**Task requirements:** Among the lines below, a stretch begins at the one with "let mut forward" and ends at the one with "else if turn". Repeat that stretch exactly, ends included.

**Study material:**
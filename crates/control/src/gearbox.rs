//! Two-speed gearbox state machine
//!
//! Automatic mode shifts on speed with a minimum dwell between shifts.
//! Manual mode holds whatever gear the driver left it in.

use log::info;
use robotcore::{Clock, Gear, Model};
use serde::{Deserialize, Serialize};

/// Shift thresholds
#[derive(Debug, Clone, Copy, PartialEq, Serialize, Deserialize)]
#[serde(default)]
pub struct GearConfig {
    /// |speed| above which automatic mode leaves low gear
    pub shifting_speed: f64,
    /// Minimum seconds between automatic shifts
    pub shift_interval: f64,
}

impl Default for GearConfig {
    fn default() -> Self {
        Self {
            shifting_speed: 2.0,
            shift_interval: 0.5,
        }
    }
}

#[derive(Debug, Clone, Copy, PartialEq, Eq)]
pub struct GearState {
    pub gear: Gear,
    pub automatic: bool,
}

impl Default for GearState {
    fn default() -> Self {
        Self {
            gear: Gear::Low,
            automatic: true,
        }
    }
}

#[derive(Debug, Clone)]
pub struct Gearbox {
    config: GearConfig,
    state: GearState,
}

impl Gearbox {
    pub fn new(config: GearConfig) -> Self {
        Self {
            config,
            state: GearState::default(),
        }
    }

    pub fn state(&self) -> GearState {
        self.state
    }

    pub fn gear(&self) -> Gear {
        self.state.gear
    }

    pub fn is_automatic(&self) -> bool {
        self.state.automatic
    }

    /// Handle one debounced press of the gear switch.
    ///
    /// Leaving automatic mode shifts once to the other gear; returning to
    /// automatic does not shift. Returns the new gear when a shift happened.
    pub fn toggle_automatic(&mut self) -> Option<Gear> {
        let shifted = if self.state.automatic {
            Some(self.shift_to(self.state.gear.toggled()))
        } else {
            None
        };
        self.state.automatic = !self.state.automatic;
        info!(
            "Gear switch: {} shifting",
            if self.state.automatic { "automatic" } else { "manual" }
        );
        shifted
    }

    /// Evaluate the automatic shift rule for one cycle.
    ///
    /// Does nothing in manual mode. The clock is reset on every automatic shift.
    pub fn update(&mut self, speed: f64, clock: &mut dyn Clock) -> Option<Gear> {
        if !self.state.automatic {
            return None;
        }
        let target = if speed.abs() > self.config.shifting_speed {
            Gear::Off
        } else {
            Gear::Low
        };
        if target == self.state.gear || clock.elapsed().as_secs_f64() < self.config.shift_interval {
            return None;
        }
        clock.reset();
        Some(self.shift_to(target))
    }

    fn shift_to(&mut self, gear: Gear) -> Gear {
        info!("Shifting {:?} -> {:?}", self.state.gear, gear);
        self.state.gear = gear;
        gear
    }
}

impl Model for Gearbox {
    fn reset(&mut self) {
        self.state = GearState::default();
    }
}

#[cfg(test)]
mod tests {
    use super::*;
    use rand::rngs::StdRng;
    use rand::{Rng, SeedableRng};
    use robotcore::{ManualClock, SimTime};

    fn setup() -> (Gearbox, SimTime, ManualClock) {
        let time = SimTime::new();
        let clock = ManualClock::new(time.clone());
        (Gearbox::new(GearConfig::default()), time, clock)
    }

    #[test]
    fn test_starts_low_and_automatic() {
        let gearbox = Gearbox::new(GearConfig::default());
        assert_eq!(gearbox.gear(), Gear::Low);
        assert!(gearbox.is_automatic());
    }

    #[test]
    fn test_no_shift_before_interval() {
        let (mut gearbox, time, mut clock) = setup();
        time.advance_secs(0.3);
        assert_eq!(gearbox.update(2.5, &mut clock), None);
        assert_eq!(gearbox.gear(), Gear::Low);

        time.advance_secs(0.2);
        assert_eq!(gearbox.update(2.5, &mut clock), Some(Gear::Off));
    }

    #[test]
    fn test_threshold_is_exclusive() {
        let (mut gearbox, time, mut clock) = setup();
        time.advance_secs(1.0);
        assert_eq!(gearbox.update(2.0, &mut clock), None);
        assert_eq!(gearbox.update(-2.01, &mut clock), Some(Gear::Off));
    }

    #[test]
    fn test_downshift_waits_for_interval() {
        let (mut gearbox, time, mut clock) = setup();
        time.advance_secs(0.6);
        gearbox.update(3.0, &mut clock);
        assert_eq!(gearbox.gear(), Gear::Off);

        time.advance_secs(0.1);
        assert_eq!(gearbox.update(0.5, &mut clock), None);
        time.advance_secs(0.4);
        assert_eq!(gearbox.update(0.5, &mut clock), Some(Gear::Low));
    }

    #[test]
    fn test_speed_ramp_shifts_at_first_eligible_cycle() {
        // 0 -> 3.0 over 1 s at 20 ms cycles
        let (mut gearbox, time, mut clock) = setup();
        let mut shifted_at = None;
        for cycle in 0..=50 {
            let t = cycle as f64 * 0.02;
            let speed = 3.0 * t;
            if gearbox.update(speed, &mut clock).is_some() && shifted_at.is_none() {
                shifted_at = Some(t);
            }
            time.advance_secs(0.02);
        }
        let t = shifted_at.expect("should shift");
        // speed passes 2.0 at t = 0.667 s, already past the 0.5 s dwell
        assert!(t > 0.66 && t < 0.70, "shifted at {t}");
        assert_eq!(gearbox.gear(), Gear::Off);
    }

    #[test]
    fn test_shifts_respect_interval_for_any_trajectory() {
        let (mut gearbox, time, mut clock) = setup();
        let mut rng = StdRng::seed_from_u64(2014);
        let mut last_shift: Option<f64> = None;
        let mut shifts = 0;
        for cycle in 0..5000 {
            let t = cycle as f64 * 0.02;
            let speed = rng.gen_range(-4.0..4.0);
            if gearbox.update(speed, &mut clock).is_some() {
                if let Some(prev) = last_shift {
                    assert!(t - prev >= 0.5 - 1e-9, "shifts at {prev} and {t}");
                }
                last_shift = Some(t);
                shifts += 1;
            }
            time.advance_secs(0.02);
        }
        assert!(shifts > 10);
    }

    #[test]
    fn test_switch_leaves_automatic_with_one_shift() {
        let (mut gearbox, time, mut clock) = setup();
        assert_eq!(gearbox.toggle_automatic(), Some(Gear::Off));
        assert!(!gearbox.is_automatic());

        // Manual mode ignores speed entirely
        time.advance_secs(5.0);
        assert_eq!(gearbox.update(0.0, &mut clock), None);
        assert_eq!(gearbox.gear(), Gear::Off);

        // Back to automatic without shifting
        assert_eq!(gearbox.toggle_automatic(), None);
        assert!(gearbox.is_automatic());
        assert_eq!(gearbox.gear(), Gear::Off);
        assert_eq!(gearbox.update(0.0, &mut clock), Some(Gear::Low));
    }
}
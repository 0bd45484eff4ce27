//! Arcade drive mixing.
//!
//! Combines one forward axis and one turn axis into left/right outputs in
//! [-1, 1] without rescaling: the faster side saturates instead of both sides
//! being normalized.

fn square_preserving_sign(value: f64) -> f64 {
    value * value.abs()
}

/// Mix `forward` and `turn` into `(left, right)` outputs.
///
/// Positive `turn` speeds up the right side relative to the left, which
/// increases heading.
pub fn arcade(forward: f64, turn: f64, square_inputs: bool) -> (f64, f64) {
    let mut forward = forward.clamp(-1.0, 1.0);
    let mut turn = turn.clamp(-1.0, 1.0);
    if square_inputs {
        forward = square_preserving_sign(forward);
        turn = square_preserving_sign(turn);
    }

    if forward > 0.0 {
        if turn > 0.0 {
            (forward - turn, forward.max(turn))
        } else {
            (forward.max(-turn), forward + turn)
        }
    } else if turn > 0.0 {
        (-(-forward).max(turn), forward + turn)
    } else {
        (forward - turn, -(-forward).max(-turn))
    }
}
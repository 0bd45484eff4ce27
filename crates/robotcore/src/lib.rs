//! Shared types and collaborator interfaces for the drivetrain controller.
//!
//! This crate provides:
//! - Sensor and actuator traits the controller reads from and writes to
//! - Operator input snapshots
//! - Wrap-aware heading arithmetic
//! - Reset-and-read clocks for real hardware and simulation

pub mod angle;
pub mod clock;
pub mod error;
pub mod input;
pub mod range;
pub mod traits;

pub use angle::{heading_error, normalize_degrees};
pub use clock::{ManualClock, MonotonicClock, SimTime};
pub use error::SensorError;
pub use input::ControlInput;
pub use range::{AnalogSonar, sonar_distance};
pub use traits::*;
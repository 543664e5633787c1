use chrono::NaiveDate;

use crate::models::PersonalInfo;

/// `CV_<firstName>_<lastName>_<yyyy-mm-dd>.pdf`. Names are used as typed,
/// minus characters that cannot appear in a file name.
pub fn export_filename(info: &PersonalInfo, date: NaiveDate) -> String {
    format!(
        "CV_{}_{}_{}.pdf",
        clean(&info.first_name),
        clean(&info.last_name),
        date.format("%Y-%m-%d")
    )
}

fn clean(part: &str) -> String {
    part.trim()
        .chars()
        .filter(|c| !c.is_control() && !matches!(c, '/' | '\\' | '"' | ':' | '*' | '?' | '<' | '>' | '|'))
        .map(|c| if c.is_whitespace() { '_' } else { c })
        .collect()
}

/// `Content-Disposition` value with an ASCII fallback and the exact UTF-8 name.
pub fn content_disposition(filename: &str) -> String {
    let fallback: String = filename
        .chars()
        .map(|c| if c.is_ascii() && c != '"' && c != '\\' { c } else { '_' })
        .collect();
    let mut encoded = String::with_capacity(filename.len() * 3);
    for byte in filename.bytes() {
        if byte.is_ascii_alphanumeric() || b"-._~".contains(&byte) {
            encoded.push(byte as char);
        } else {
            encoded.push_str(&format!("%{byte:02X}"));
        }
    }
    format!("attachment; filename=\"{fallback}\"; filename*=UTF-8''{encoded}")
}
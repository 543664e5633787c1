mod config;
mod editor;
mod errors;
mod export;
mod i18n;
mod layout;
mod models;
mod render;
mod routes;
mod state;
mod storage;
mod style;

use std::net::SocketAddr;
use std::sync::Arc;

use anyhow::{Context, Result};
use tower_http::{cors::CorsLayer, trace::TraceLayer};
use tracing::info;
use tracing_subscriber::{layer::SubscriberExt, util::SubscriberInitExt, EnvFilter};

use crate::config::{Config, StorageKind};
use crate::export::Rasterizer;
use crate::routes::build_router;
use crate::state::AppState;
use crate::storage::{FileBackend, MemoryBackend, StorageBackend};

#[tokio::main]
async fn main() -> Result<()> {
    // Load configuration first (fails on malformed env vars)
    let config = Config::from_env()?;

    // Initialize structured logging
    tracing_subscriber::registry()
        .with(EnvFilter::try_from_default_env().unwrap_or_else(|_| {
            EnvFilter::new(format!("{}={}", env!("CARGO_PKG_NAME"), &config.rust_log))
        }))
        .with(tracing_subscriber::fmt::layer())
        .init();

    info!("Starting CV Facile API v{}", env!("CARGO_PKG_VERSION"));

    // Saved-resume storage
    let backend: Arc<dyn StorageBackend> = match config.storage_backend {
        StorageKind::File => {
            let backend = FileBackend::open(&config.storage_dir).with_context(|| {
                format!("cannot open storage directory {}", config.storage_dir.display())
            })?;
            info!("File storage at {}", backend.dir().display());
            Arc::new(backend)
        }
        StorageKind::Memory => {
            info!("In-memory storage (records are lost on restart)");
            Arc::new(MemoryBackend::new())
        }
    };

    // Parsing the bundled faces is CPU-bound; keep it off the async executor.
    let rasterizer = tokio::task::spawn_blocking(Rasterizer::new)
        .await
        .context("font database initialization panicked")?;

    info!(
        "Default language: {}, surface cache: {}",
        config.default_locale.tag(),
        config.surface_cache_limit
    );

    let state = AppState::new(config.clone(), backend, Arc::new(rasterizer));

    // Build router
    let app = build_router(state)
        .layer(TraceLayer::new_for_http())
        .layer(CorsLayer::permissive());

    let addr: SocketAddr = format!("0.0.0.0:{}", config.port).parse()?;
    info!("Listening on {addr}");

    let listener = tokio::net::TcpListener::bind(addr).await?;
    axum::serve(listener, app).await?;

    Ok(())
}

**Expected output:**
    let mut forward = forward.clamp(-1.0, 1.0);
    let mut turn = turn.clamp(-1.0, 1.0);
    if square_inputs {
        forward = square_preserving_sign(forward);
        turn = square_preserving_sign(turn);
    }

    if forward > 0.0 {
        if turn > 0.0 {
            (forward - turn, forward.max(turn))
        } else {
            (forward.max(-turn), forward + turn)
        }
    } else if turn > 0.0 {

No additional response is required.